People were throwing stones at us. This shocked me. The fact that the stone-throwers were children did not lessen my anger.
I was a missionary kid with Mennonite Central Committee in the Philippines, playing tennis with my brother. We did not appreciate having stones pelted down at us from the Filipino children watching from a wall at the side of the court.
Perhaps you have not had stones thrown at you. But other troubling things might have happened.
Maybe a close friend betrayed your trust. Maybe your efforts to help people have been met with criticism. Maybe systems of injustice leave you surrendering to despair. Maybe conflict within your family has made you bitter.
How can we see these situations as opportunities to wage peace? How can we learn to face conflict in a way different from the world?
My friend Jason Porterfield has written a book that can help us answer these questions. He founded the Servants to Asia’s Urban Poor team in Jakarta, Indonesia, and I had the privilege of meeting him and his family there years ago.
In his book Fight Like Jesus: How Jesus Waged Peace Throughout Holy Week, Porterfield proposes that Jesus’ last week of life has profound lessons for us about how to wage peace.
Though Holy Week is a special time in the life of the church, we seem to have missed many of the things Jesus wanted to teach us during his most important days.
On Palm Sunday, as the crowds rallied around Jesus — crying “Hosanna!” — what was Jesus doing? Weeping. Jesus was crying over Jerusalem and lamenting, “If you, even you, had only recognized on this day the things that make for peace! (Luke 19:42).
In our reading of Scripture and remembrance of Palm Sunday, too often we are hollering with the crowd, not asking our Savior why he is weeping.
Each chapter of Fight Like Jesus examines one day of Holy Week. This makes it an effective study tool to use individually or as a church during Lent and leading up to Easter.
Porterfield invites the reader into a careful study of biblical texts. He offers real-life examples and applications for peacemaking. He shares about his own struggle to be a peacemaker and how his times of ministry in inner-city settings have led him on this journey of learning from Jesus.
His experiences in the notorious Downtown Eastside neighborhood of Vancouver, B.C., as well as his heart for work in the slums of Jakarta, help root his reading of Scripture and teaching in concrete experiences.
This book is not only for those who already consider themselves nonviolent peacemakers. It is for all followers of Jesus to take a deeper look at the events of Holy Week and see what we have been missing. Even for someone like me, who grew up Mennonite, soaked in pacifist teachings, Porterfield offers fresh insights and helpful reflections. I believe it will also challenge and inspire those who have never considered how to apply Jesus’ call to peacemaking in their lives.
When Jesus was brought before the Roman authorities, Pilate gave the crowd a choice of two prisoners to be released: Jesus of Nazareth or Jesus Barabbas. Jesus Barabbas was being held for leading a violent insurrection. Not surprisingly, the crowds chose Jesus Barabbas — hoping for a Messiah who would violently kick out the Roman oppressors. Would we have chosen differently?

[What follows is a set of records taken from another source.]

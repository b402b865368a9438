use async_trait::async_trait;
use chrono::NaiveDate;
use rust_decimal::Decimal;
use sqlx::{types::BigDecimal, PgPool, Postgres, Transaction};
use std::str::FromStr;
use tracing::{info, warn};

use crate::error::StoreError;
use crate::settlement::models::{RowOutcome, SettlementRecord};
use crate::settlement::writer::SettlementStore;

/// Postgres-backed settlement storage
pub struct SettlementRepository {
    pool: PgPool,
    /// Upsert on (partner_id, settlement_date) instead of strict insert-once
    upsert: bool,
}

impl SettlementRepository {
    pub fn new(pool: PgPool, upsert: bool) -> Self {
        Self { pool, upsert }
    }

    fn bulk_sql(&self) -> &'static str {
        if self.upsert {
            r#"
            INSERT INTO settlements (partner_id, total_amount, settlement_date)
            SELECT * FROM UNNEST($1::bigint[], $2::numeric[], $3::date[])
            ON CONFLICT (partner_id, settlement_date)
            DO UPDATE SET total_amount = EXCLUDED.total_amount, updated_at = NOW()
            "#
        } else {
            r#"
            INSERT INTO settlements (partner_id, total_amount, settlement_date)
            SELECT * FROM UNNEST($1::bigint[], $2::numeric[], $3::date[])
            "#
        }
    }

    fn row_sql(&self) -> &'static str {
        if self.upsert {
            r#"
            INSERT INTO settlements (partner_id, total_amount, settlement_date)
            VALUES ($1, $2, $3)
            ON CONFLICT (partner_id, settlement_date)
            DO UPDATE SET total_amount = EXCLUDED.total_amount, updated_at = NOW()
            "#
        } else {
            r#"
            INSERT INTO settlements (partner_id, total_amount, settlement_date)
            VALUES ($1, $2, $3)
            "#
        }
    }

    /// Replay the batch one row at a time, each under its own savepoint,
    /// so rows the database accepts still commit.
    async fn insert_rows_isolated(
        &self,
        rows: &[SettlementRecord],
    ) -> Result<Vec<RowOutcome>, StoreError> {
        let mut tx: Transaction<'_, Postgres> = self.pool.begin().await?;
        let mut outcomes = Vec::with_capacity(rows.len());

        for row in rows {
            sqlx::query("SAVEPOINT settlement_row").execute(&mut *tx).await?;

            let inserted = sqlx::query(self.row_sql())
                .bind(row.partner_id)
                .bind(to_big_decimal(row.total_amount)?)
                .bind(row.settlement_date)
                .execute(&mut *tx)
                .await;

            match inserted {
                Ok(_) => {
                    sqlx::query("RELEASE SAVEPOINT settlement_row")
                        .execute(&mut *tx)
                        .await?;
                    outcomes.push(RowOutcome::Written);
                }
                Err(sqlx::Error::Database(db_err)) => {
                    sqlx::query("ROLLBACK TO SAVEPOINT settlement_row")
                        .execute(&mut *tx)
                        .await?;
                    warn!(
                        "⚠️ Settlement row rejected for partner {}: {}",
                        row.partner_id,
                        db_err.message()
                    );
                    outcomes.push(RowOutcome::Failed(db_err.message().to_string()));
                }
                // anything else leaves the transaction unusable; dropping it rolls back
                Err(e) => return Err(e.into()),
            }
        }

        tx.commit().await?;
        Ok(outcomes)
    }
}

#[async_trait]
impl SettlementStore for SettlementRepository {
    async fn insert_batch(&self, rows: &[SettlementRecord]) -> Result<Vec<RowOutcome>, StoreError> {
        let partner_ids: Vec<i64> = rows.iter().map(|r| r.partner_id).collect();
        let amounts = rows
            .iter()
            .map(|r| to_big_decimal(r.total_amount))
            .collect::<Result<Vec<_>, _>>()?;
        let dates: Vec<NaiveDate> = rows.iter().map(|r| r.settlement_date).collect();

        let bulk = sqlx::query(self.bulk_sql())
            .bind(&partner_ids)
            .bind(&amounts)
            .bind(&dates)
            .execute(&self.pool)
            .await;

        match bulk {
            Ok(result) => {
                info!("💾 Bulk inserted {} settlement rows", result.rows_affected());
                Ok(vec![RowOutcome::Written; rows.len()])
            }
            Err(sqlx::Error::Database(db_err)) => {
                warn!(
                    "⚠️ Bulk settlement insert rejected ({}), isolating failing rows",
                    db_err.message()
                );
                let outcomes = self.insert_rows_isolated(rows).await?;
                if outcomes.iter().any(RowOutcome::is_failed) {
                    Err(StoreError::Batch { outcomes })
                } else {
                    Ok(outcomes)
                }
            }
            Err(e) => Err(e.into()),
        }
    }
}

fn to_big_decimal(amount: Decimal) -> Result<BigDecimal, StoreError> {
    BigDecimal::from_str(&amount.to_string())
        .map_err(|e| StoreError::Unavailable(format!("Amount {} not representable: {}", amount, e)))
}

On that sunny afternoon in the Philippines some 20 years ago, I had a few options about how to respond. I could have yelled at the disrespectful kids and threatened them. Or, I could choose a different way — the way of Jesus. I climbed up the fence by the wall where the kids were and used my limited Tagalog to talk with the children. That small gesture somehow turned stone-throwers into friends and left a lasting impression on me.
The way of Jesus is vastly different from the way of the world. Will we choose the way of Jesus of Nazareth or the way of Jesus Barabbas? Fight Like Jesus points us toward the radical vision of peacemaking Jesus embodied during Holy Week.
Grace Prasetyo is a 2010 alum of Eastern Mennonite University. She spent her high school years in the Philippines while her parents served with Mennonite Central Committee.